MECHANISMS THAT REGULATE TH2-MEDIATED LUNG INFLAMMATION

Abstract:

Allergic asthma is characterized by airway hyperreactivity and chronic mucosal inflammation mediated by CD4+ Th2 cells. There is increasing evidence to suggest that the chronic inflammation arises as a consequence of a defect in regulatory mechanisms. Our long-term goal is to elucidate which immunomodulatory events are normally operative to limit allergic airway inflammation mediated by CD4+ T cells. Our work has enabled us to formulate the central hypothesis that "allergic pulmonary inflammation is regulated by the action of PGI2 and CD4+CD25+ regulatory T cells, which cooperate in the suppression of lung mucosal Th2 responses". We base this hypothesis from studies demonstrating that selective inhibition of COX-2 in vivo specifically reduced PGI2 production and resulted in a concomitant increase in the level of allergic inflammation. The PGI2 receptor (IP-receptor) was induced by IL-4 and predominantly expressed by CD4+CD25+ T regulatory cells. CD4+CD25+ T cells were shown to play a crucial role in regulating Th2-mediated pulmonary inflammation.
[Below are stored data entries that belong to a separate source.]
use axum::{
    body::{to_bytes, Body},
    http::{Request, StatusCode},
    Router,
};
use chrono::{Duration, Utc};
use serde_json::Value;
use std::sync::Arc;
use tower::ServiceExt;

use bounty_watch::api::{router, AppState};
use bounty_watch::model::{DomainInfo, DomainStatus, Program, ProgramType};
use bounty_watch::store::{MemoryStore, Store};

async fn seeded() -> (Router, Arc<MemoryStore>, i64) {
    let store = Arc::new(MemoryStore::new());
    let t0 = Utc::now() - Duration::minutes(10);
    for (handle, kind, bounties) in [("acme", ProgramType::Rdp, true), ("globex", ProgramType::Vdp, false)] {
        store
            .upsert_program(&Program {
                handle: handle.into(),
                name: handle.to_uppercase(),
                url: format!("https://hackerone.com/{}", handle),
                primary_domain: None,
                offers_bounties: bounties,
                program_type: kind,
                last_scanned: t0,
            })
            .await
            .unwrap();
    }
    store.record_observation("a.acme.com", "acme", DomainStatus::Down, t0).await.unwrap();
    store.record_observation("b.acme.com", "acme", DomainStatus::Up, t0).await.unwrap();
    store.record_observation("globex.io", "globex", DomainStatus::Up, t0).await.unwrap();
    let change = store
        .record_observation("a.acme.com", "acme", DomainStatus::Up, t0 + Duration::minutes(1))
        .await
        .unwrap()
        .transition
        .unwrap();

    let app = router(AppState { store: store.clone() });
    (app, store, change.id)
}

async fn call(app: &Router, method: &str, uri: &str) -> (StatusCode, Value) {
    let req = Request::builder().method(method).uri(uri).body(Body::empty()).unwrap();
    let resp = app.clone().oneshot(req).await.unwrap();
    let status = resp.status();
    let bytes = to_bytes(resp.into_body(), usize::MAX).await.unwrap();
    let body = if bytes.is_empty() { Value::Null } else { serde_json::from_slice(&bytes).unwrap() };
    (status, body)
}

#[tokio::test]
async fn stats_report_counts() {
    let (app, _, _) = seeded().await;
    let (status, body) = call(&app, "GET", "/api/v1/stats").await;
    assert_eq!(status, StatusCode::OK);
    assert_eq!(body["total_domains"], 3);
    assert_eq!(body["new_domains"], 2);
    assert_eq!(body["up_domains"], 3);
    assert_eq!(body["down_domains"], 0);
    assert_eq!(body["total_programs"], 2);
}

#[tokio::test]
async fn domain_listings() {
    let (app, _, _) = seeded().await;

    let (_, new) = call(&app, "GET", "/api/v1/domains/new?limit=1").await;
    assert_eq!(new.as_array().unwrap().len(), 1);

    let (_, by_program) = call(&app, "GET", "/api/v1/domains/program/acme").await;
    assert_eq!(by_program.as_array().unwrap().len(), 2);

    let (_, filtered) = call(&app, "GET", "/api/v1/domains?program=globex").await;
    let filtered = filtered.as_array().unwrap();
    assert_eq!(filtered.len(), 1);
    assert_eq!(filtered[0]["name"], "globex.io");
    assert_eq!(filtered[0]["status"], "up");
}

#[tokio::test]
async fn program_listings_filter_by_type_and_bounties() {
    let (app, _, _) = seeded().await;
    let (_, rdp) = call(&app, "GET", "/api/v1/programs/rdp").await;
    assert_eq!(rdp[0]["handle"], "acme");
    assert_eq!(rdp[0]["program_type"], "RDP");
    let (_, vdp) = call(&app, "GET", "/api/v1/programs/vdp").await;
    assert_eq!(vdp.as_array().unwrap().len(), 1);
    let (_, bounties) = call(&app, "GET", "/api/v1/programs/bounties").await;
    assert_eq!(bounties.as_array().unwrap().len(), 1);
    let (_, all) = call(&app, "GET", "/api/v1/programs").await;
    assert_eq!(all.as_array().unwrap().len(), 2);
}

#[tokio::test]
async fn acknowledging_a_change() {
    let (app, _, id) = seeded().await;

    let (_, pending) = call(&app, "GET", "/api/v1/status-changes/unnotified").await;
    assert_eq!(pending.as_array().unwrap().len(), 1);
    assert_eq!(pending[0]["old_status"], "down");

    let uri = format!("/api/v1/status-changes/{}/notified", id);
    let (status, body) = call(&app, "POST", &uri).await;
    assert_eq!(status, StatusCode::OK);
    assert_eq!(body["notified"], true);
    let (again, _) = call(&app, "POST", &uri).await;
    assert_eq!(again, StatusCode::OK);

    let (_, pending) = call(&app, "GET", "/api/v1/status-changes?unnotified=true").await;
    assert!(pending.as_array().unwrap().is_empty());
    let (_, all) = call(&app, "GET", "/api/v1/status-changes").await;
    assert_eq!(all.as_array().unwrap().len(), 1);
}

#[tokio::test]
async fn unknown_change_id_is_a_json_404() {
    let (app, _, _) = seeded().await;
    let (status, body) = call(&app, "POST", "/api/v1/status-changes/9999/notified").await;
    assert_eq!(status, StatusCode::NOT_FOUND);
    assert_eq!(body["error"]["status"], 404);
    assert!(body["error"]["message"].as_str().unwrap().contains("9999"));
}

#[tokio::test]
async fn domain_info_lookup() {
    let (app, store, _) = seeded().await;
    let (missing, _) = call(&app, "GET", "/api/v1/domains/program/acme/b.acme.com/info").await;
    assert_eq!(missing, StatusCode::NOT_FOUND);

    store
        .save_domain_info(&DomainInfo {
            domain: "b.acme.com".into(),
            program: "acme".into(),
            status: DomainStatus::Up,
            status_code: Some(200),
            title: Some("Acme Shop".into()),
            technologies: vec!["nginx".into()],
            server: Some("nginx".into()),
            content_type: None,
            content_length: None,
            last_checked: Utc::now(),
        })
        .await
        .unwrap();

    let (status, info) = call(&app, "GET", "/api/v1/domains/program/acme/b.acme.com/info").await;
    assert_eq!(status, StatusCode::OK);
    assert_eq!(info["title"], "Acme Shop");
    assert_eq!(info["status_code"], 200);
}

#[tokio::test]
async fn malformed_query_uses_the_error_envelope() {
    let (app, _, _) = seeded().await;
    for uri in ["/api/v1/domains/new?limit=abc", "/api/v1/status-changes?unnotified=maybe"] {
        let (status, body) = call(&app, "GET", uri).await;
        assert_eq!(status, StatusCode::BAD_REQUEST, "{uri}");
        assert_eq!(body["error"]["status"], 400, "{uri}");
        assert!(body["error"]["message"].as_str().is_some_and(|m| !m.is_empty()), "{uri}");
    }
}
Three aims pertaining to key regulatory mechanisms that control allergic inflammation will be investigated. 1. To elucidate the cellular and molecular requirements for the production of the anti-inflammatory prostanoid PGI2 and examine the induction and function of its receptor during lung inflammation. 2. To determine the mechanism by which CD4+CD25+ T regulatory cells suppress allergic pulmonary inflammation and the role of IL-10 and glucocorticoid-induced TNF receptor in modulating this regulation. The role of CD4+CD25+ T cells in suppressing (i) the development of CD4+ Th2 responses, and (ii) effector Th2-mediated inflammatory responses in vivo will be addressed. 3. To resolve the mechanism by which PGI2 and CD25+ T cells cooperate to limit allergic inflammation and the contribution of this form of immune modulation to NSAID-induced exacerbations of asthma.